◆ WHAT IS EXPECTED ◆
Work out the number of lines below containing the word "TaskStatus" and give nothing besides it.

◆ DATA PROVIDED ◆
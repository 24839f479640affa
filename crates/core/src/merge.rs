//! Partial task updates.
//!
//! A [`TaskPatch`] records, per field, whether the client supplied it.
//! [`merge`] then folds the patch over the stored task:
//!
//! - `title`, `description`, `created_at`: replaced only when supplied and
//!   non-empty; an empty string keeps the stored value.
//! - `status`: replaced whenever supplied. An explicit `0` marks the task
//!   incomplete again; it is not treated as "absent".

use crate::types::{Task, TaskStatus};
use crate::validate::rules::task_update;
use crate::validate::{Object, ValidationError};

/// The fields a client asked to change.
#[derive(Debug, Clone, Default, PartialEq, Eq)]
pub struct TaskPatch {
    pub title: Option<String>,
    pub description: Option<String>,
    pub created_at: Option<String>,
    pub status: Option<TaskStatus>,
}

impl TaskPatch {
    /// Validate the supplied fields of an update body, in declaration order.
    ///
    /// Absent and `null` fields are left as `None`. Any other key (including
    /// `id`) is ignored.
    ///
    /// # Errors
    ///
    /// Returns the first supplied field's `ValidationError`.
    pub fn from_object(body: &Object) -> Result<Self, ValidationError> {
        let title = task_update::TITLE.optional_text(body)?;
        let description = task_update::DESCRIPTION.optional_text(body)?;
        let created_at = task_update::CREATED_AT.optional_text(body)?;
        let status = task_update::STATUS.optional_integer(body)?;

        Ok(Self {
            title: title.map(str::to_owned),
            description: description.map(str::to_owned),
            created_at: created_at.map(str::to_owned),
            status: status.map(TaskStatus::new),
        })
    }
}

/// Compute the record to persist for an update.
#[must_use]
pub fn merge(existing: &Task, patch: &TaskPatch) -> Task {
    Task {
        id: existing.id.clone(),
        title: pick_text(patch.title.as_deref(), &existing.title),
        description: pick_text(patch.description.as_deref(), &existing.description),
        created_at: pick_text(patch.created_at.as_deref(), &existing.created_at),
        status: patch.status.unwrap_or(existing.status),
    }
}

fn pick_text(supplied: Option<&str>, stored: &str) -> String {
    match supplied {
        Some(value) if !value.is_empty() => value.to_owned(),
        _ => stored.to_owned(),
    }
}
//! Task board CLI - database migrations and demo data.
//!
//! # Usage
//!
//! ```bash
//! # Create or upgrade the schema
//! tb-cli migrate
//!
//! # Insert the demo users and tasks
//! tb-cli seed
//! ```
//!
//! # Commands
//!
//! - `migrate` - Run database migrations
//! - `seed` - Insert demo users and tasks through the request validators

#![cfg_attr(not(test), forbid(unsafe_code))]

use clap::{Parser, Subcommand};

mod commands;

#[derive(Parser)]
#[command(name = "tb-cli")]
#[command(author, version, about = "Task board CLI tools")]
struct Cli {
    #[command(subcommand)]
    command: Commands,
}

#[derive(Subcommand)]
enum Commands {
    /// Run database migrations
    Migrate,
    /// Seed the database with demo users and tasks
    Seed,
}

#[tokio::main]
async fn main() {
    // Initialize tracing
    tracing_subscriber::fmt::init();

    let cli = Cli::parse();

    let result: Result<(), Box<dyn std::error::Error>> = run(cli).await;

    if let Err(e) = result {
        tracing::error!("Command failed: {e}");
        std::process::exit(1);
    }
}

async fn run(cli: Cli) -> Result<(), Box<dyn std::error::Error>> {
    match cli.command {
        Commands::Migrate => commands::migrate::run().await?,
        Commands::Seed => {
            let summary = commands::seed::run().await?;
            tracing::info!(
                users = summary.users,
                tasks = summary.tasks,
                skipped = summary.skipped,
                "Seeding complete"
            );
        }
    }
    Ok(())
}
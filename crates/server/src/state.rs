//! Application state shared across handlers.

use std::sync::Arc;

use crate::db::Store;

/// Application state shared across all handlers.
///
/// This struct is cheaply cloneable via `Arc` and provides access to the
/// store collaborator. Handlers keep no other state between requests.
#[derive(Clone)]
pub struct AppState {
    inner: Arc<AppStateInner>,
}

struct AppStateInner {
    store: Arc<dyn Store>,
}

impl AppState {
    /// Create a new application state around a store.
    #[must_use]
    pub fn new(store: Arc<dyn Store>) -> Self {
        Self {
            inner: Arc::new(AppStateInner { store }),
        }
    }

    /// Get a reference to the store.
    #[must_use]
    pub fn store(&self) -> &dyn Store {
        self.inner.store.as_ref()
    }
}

...

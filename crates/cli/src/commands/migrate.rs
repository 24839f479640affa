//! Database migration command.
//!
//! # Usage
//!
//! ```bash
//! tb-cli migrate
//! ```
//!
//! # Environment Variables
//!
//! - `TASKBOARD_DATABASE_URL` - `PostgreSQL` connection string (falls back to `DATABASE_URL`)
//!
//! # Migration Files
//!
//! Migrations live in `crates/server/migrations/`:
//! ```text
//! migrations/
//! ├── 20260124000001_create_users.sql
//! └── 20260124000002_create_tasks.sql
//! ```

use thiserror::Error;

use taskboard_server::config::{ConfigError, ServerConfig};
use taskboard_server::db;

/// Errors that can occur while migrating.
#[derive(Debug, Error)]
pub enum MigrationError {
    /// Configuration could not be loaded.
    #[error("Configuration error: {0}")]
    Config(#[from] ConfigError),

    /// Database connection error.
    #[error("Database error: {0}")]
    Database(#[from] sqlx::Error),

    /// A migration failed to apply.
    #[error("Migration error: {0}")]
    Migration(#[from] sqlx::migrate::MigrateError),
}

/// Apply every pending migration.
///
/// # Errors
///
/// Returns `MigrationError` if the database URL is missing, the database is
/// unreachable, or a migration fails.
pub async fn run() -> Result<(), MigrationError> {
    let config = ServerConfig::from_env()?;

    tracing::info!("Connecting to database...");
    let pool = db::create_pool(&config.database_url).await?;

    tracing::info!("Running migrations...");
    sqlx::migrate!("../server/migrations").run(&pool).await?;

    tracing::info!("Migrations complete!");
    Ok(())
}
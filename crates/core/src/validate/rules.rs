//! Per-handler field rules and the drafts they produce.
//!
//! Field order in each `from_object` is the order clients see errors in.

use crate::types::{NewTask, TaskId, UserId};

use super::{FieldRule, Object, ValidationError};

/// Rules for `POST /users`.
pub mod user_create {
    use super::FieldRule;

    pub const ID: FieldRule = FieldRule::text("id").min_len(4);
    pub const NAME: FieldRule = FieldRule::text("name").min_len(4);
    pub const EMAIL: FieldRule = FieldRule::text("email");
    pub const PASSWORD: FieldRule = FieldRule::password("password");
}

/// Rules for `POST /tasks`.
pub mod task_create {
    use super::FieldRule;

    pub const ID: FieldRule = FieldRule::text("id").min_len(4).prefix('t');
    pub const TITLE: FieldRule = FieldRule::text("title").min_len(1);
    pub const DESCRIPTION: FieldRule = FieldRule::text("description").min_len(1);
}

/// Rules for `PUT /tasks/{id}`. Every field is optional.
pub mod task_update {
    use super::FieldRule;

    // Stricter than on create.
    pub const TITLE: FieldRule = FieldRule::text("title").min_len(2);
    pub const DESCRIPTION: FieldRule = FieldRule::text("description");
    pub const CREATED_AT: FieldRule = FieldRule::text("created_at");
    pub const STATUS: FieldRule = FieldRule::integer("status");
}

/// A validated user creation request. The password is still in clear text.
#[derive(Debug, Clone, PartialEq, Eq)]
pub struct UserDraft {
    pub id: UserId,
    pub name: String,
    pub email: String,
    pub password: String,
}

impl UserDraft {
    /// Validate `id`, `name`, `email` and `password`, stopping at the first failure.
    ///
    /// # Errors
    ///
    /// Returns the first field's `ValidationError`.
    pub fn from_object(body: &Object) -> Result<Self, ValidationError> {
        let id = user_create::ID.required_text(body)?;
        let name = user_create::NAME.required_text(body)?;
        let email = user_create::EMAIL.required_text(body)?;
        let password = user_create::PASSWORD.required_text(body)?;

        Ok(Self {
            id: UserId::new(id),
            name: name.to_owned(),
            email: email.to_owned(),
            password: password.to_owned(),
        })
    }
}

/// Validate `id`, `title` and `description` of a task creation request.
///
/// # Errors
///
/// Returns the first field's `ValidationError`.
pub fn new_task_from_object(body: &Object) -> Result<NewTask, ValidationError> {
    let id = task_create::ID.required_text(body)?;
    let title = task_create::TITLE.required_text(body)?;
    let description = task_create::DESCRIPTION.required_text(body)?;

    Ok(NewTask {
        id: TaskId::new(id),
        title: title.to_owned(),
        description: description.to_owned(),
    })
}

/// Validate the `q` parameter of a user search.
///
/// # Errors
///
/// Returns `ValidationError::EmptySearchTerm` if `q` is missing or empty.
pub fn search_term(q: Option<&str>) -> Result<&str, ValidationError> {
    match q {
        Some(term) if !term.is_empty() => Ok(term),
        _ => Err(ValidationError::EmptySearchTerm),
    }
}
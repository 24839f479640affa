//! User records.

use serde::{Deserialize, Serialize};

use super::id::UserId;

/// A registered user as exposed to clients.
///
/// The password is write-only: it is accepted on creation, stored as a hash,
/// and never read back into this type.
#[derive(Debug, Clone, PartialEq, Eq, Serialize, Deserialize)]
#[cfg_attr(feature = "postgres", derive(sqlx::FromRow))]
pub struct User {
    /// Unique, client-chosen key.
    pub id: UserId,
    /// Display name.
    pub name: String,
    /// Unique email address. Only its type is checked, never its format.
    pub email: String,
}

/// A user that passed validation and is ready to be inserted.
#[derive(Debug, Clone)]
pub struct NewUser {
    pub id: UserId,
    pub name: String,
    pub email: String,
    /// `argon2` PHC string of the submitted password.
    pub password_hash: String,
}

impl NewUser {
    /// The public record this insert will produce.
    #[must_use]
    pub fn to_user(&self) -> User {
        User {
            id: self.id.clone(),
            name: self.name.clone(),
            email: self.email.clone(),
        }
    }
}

---

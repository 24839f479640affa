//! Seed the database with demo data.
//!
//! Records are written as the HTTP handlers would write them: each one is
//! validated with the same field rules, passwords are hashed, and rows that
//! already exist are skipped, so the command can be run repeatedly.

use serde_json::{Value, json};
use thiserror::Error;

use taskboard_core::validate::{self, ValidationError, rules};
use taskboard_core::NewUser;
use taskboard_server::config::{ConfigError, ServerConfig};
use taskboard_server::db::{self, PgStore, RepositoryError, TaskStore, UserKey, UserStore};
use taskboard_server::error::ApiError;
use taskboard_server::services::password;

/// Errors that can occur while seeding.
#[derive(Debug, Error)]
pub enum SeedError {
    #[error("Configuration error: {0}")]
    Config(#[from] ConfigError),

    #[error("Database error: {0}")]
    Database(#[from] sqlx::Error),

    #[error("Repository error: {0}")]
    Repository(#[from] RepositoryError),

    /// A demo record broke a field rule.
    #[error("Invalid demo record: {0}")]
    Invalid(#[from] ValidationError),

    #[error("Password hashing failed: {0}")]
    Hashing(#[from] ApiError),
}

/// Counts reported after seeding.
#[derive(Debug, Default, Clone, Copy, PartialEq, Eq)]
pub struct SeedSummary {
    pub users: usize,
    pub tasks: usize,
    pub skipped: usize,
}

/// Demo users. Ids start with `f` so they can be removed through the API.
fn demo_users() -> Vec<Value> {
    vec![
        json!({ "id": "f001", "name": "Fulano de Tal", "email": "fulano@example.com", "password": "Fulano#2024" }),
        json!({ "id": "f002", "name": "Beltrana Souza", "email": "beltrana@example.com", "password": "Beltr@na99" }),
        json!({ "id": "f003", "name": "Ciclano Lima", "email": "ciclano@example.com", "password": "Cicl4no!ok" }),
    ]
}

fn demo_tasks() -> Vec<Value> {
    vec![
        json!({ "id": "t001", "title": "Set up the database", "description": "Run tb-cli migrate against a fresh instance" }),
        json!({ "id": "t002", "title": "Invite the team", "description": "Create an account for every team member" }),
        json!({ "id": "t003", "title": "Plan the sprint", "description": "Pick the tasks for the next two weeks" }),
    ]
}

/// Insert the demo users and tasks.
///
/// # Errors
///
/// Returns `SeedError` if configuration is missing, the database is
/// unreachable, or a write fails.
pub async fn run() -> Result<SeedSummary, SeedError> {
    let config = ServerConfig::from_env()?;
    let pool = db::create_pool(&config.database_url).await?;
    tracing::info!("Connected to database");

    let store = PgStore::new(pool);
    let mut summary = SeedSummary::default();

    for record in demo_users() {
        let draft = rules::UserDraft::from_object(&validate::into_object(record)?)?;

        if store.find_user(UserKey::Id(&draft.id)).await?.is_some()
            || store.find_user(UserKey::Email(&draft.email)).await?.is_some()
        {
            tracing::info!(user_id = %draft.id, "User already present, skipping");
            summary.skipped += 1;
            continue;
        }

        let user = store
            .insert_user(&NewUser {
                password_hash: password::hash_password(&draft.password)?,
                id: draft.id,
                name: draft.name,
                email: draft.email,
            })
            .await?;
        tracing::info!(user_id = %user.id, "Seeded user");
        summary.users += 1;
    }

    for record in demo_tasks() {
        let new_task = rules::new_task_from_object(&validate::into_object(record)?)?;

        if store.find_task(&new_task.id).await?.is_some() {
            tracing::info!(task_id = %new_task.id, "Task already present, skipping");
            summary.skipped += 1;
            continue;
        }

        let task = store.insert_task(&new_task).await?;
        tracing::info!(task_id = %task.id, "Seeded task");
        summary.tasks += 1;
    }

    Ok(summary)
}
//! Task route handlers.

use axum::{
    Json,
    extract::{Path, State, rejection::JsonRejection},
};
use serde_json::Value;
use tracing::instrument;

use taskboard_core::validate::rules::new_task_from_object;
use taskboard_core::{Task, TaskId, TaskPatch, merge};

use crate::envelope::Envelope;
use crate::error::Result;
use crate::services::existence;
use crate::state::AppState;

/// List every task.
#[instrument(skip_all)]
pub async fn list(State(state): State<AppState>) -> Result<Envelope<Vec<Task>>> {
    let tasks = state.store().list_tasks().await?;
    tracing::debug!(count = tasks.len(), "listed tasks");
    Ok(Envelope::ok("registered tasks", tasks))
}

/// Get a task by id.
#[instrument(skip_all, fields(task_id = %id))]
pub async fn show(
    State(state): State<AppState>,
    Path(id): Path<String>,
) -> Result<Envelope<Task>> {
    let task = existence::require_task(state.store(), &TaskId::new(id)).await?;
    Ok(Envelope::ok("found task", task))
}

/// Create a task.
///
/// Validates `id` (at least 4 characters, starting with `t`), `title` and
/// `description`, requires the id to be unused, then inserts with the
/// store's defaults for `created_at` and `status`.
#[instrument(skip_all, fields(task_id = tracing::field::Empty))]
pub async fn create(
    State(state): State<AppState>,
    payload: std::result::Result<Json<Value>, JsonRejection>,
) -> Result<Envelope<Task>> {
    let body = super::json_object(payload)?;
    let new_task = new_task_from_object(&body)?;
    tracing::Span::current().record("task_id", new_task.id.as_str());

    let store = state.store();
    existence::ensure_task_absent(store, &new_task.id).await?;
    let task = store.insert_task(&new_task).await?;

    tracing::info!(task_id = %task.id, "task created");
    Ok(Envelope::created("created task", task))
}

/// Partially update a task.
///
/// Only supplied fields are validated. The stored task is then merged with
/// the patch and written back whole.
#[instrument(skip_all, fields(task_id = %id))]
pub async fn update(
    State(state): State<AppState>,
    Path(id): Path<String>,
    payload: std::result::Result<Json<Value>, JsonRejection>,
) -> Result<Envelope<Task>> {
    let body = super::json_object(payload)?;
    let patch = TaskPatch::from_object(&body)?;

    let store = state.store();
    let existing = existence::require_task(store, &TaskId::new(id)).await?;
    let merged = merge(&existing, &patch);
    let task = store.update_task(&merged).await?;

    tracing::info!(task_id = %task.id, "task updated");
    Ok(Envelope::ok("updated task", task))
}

◆ ANSWER BELOW ◆
3